Recentemente Pairola ha apportato alle proprie realizzazioni una sensazionale innovazione tecnica, una vera e propria invenzione: è l’inserimento del vetro nella terra, fino a diventarne parte integrante: superando difficoltà tecniche inimmaginabili Pairola ha trovato modo di aggiungere questo nuovo materiale al suo bagaglio espressivo.

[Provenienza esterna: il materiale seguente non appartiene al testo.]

#[cfg(test)]
mod tests {
    use super::*;
    use crate::messages::{AudioEvent, InterruptionEvent, PingEvent, UserTranscriptionEvent};
    use callbridge_core::InputCallback;
    use std::sync::Mutex;

    #[derive(Default)]
    struct RecordingAudio {
        events: Mutex<Vec<String>>,
    }

    impl AudioInterface for RecordingAudio {
        fn start(&self, _input_callback: InputCallback) {
            self.events.lock().unwrap().push("start".into());
        }
        fn stop(&self) {
            self.events.lock().unwrap().push("stop".into());
        }
        fn output(&self, audio: Bytes) {
            self.events
                .lock()
                .unwrap()
                .push(format!("output:{}", audio.len()));
        }
        fn interrupt(&self) {
            self.events.lock().unwrap().push("interrupt".into());
        }
    }

    fn audio_event(event_id: u64, bytes: &[u8]) -> ServerMessage {
        ServerMessage::Audio {
            audio_event: AudioEvent {
                audio_base_64: BASE64.encode(bytes),
                event_id,
            },
        }
    }

    #[test]
    fn test_public_url_encodes_agent_id() {
        let mut config = ConversationConfig::new("agent 42");
        config.ws_base = "wss://example.test/".into();
        assert_eq!(
            config.public_url().unwrap().as_str(),
            "wss://example.test/v1/convai/conversation?agent_id=agent+42"
        );
    }

    #[test]
    fn test_signed_url_endpoint() {
        let config = ConversationConfig::new("abc");
        assert_eq!(
            config.signed_url_endpoint().unwrap().as_str(),
            "https://api.elevenlabs.io/v1/convai/conversation/get_signed_url?agent_id=abc"
        );
    }

    #[tokio::test]
    async fn test_resolve_url_without_key_fails_when_auth_required() {
        let config = ConversationConfig::new("abc");
        let err = config
            .resolve_url(&reqwest::Client::new())
            .await
            .unwrap_err();
        assert!(matches!(err, AgentSessionError::Connect(_)));
    }

    #[tokio::test]
    async fn test_resolve_url_public_agent() {
        let mut config = ConversationConfig::new("abc");
        config.requires_auth = false;
        let url = config.resolve_url(&reqwest::Client::new()).await.unwrap();
        assert_eq!(url, "wss://api.elevenlabs.io/v1/convai/conversation?agent_id=abc");
    }

    #[test]
    fn test_audio_after_interruption_is_dropped() {
        let audio = RecordingAudio::default();
        let observers = SessionObservers::default();
        let mut state = ConversationState::default();

        state.apply(audio_event(1, &[1, 2, 3]), &audio, &observers);
        state.apply(
            ServerMessage::Interruption {
                interruption_event: InterruptionEvent { event_id: 2 },
            },
            &audio,
            &observers,
        );
        state.apply(audio_event(2, &[4]), &audio, &observers);
        state.apply(audio_event(3, &[5, 6]), &audio, &observers);

        assert_eq!(
            *audio.events.lock().unwrap(),
            vec!["output:3", "interrupt", "output:2"]
        );
    }

    #[test]
    fn test_ping_is_answered_with_pong() {
        let audio = RecordingAudio::default();
        let mut state = ConversationState::default();
        let reply = state.apply(
            ServerMessage::Ping {
                ping_event: PingEvent {
                    event_id: 11,
                    ping_ms: Some(40),
                },
            },
            &audio,
            &SessionObservers::default(),
        );
        assert_eq!(reply, Some(ClientMessage::pong(11)));
    }

    #[test]
    fn test_transcripts_reach_observers() {
        let audio = RecordingAudio::default();
        let seen = Arc::new(Mutex::new(Vec::new()));
        let sink = seen.clone();
        let observers = SessionObservers {
            agent_response: None,
            user_transcript: Some(Arc::new(move |text: &str| {
                sink.lock().unwrap().push(text.to_string())
            })),
        };
        let mut state = ConversationState::default();
        state.apply(
            ServerMessage::UserTranscript {
                user_transcription_event: UserTranscriptionEvent {
                    user_transcript: "I need an appointment".into(),
                },
            },
            &audio,
            &observers,
        );
        assert_eq!(*seen.lock().unwrap(), vec!["I need an appointment"]);
    }

    #[tokio::test]
    async fn test_wait_without_start_returns_none() {
        let mut conversation = Conversation::new(
            Arc::new(ConversationConfig::new("abc")),
            reqwest::Client::new(),
            Arc::new(RecordingAudio::default()),
            SessionObservers::default(),
        );
        conversation.end_session();
        assert_eq!(conversation.wait_for_session_end().await.unwrap(), None);
    }

    #[derive(Clone, Default)]
    struct CapturedLogs(Arc<Mutex<Vec<u8>>>);

    impl std::io::Write for CapturedLogs {
        fn write(&mut self, buf: &[u8]) -> std::io::Result<usize> {
            self.0.lock().unwrap().extend_from_slice(buf);
            Ok(buf.len())
        }

        fn flush(&mut self) -> std::io::Result<()> {
            Ok(())
        }
    }

    #[tokio::test]
    async fn test_session_task_logs_inside_the_caller_span() {
        let listener = tokio::net::TcpListener::bind("127.0.0.1:0").await.unwrap();
        let addr = listener.local_addr().unwrap();
        let agent = tokio::spawn(async move {
            let (tcp, _) = listener.accept().await.unwrap();
            let mut ws = tokio_tungstenite::accept_async(tcp).await.unwrap();
            // Initiation message.
            ws.next().await.unwrap().unwrap();
            let metadata = r#"{"type":"conversation_initiation_metadata","conversation_initiation_metadata_event":{"conversation_id":"conv_1"}}"#;
            ws.send(WsMessage::Text(metadata.into())).await.unwrap();
            ws.close(None).await.unwrap();
        });

        let logs = CapturedLogs::default();
        let writer = logs.clone();
        let subscriber = tracing_subscriber::fmt()
            .with_writer(move || writer.clone())
            .with_ansi(false)
            .finish();
        let _guard = tracing::subscriber::set_default(subscriber);

        let mut config = ConversationConfig::new("abc");
        config.requires_auth = false;
        config.ws_base = format!("ws://{addr}");
        let mut conversation = Conversation::new(
            Arc::new(config),
            reqwest::Client::new(),
            Arc::new(RecordingAudio::default()),
            SessionObservers::default(),
        );
        let span = tracing::info_span!("call", call_id = "C1");
        conversation.start_session().instrument(span).await.unwrap();
        let conversation_id = conversation.wait_for_session_end().await.unwrap();
        agent.await.unwrap();

        assert_eq!(conversation_id.as_deref(), Some("conv_1"));
        let text = String::from_utf8(logs.0.lock().unwrap().clone()).unwrap();
        let line = text
            .lines()
            .find(|line| line.contains("Conversation initiated."))
            .expect("session task should log the initiation");
        assert!(line.contains("call{call_id=\"C1\"}"), "{line}");
    }
}
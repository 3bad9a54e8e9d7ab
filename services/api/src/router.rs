//! Axum Router Configuration
//!
//! This module defines the complete HTTP routing for the application,
//! including call control, the media-stream WebSocket, the tool endpoint
//! and the OpenAPI document.

use crate::{
    handlers,
    models::{ErrorResponse, InboundCallForm, RootResponse, ToolFailure},
    state::AppState,
    twiml::MEDIA_STREAM_PATH,
    ws::ws_handler,
};

use axum::{
    Json, Router,
    routing::{get, post},
};
use std::sync::Arc;
use tower_http::trace::TraceLayer;
use utoipa::OpenApi;

#[derive(OpenApi)]
#[openapi(
    paths(
        handlers::root,
        handlers::inbound_call,
        handlers::call_tool,
    ),
    components(
        schemas(RootResponse, InboundCallForm, ToolFailure, ErrorResponse)
    ),
    tags(
        (name = "Call Bridge API", description = "Twilio call control and ElevenLabs agent tools")
    )
)]
pub struct ApiDoc;

/// Creates the main Axum router for the application.
pub fn create_router(app_state: Arc<AppState>) -> Router {
    // Group all routes that require AppState into their own router.
    let api_router = Router::new()
        .route("/", get(handlers::root))
        .route("/twilio/inbound_call", post(handlers::inbound_call))
        .route("/tools/{tool_name}", post(handlers::call_tool))
        .route(MEDIA_STREAM_PATH, get(ws_handler))
        // Apply the state ONLY to this group of routes.
        .with_state(app_state);

    // Merge the stateful routes with the stateless document route.
    Router::new()
        .route(
            "/api-docs/openapi.json",
            get(|| async { Json(ApiDoc::openapi()) }),
        )
        .merge(api_router)
        .layer(TraceLayer::new_for_http())
}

Bruno Viano La trasparenza del vetro che a caldo si innesta sulle argille sottoposte a cottura riducente, qualifica i risultati formali nei vari oggetti che l’artista viene modellando: dai magmi materici (non immemori di nereggianti lave vulcaniche), che sfociano in una sorta di informale, ai vasibottiglia, dalle figure alle piastre.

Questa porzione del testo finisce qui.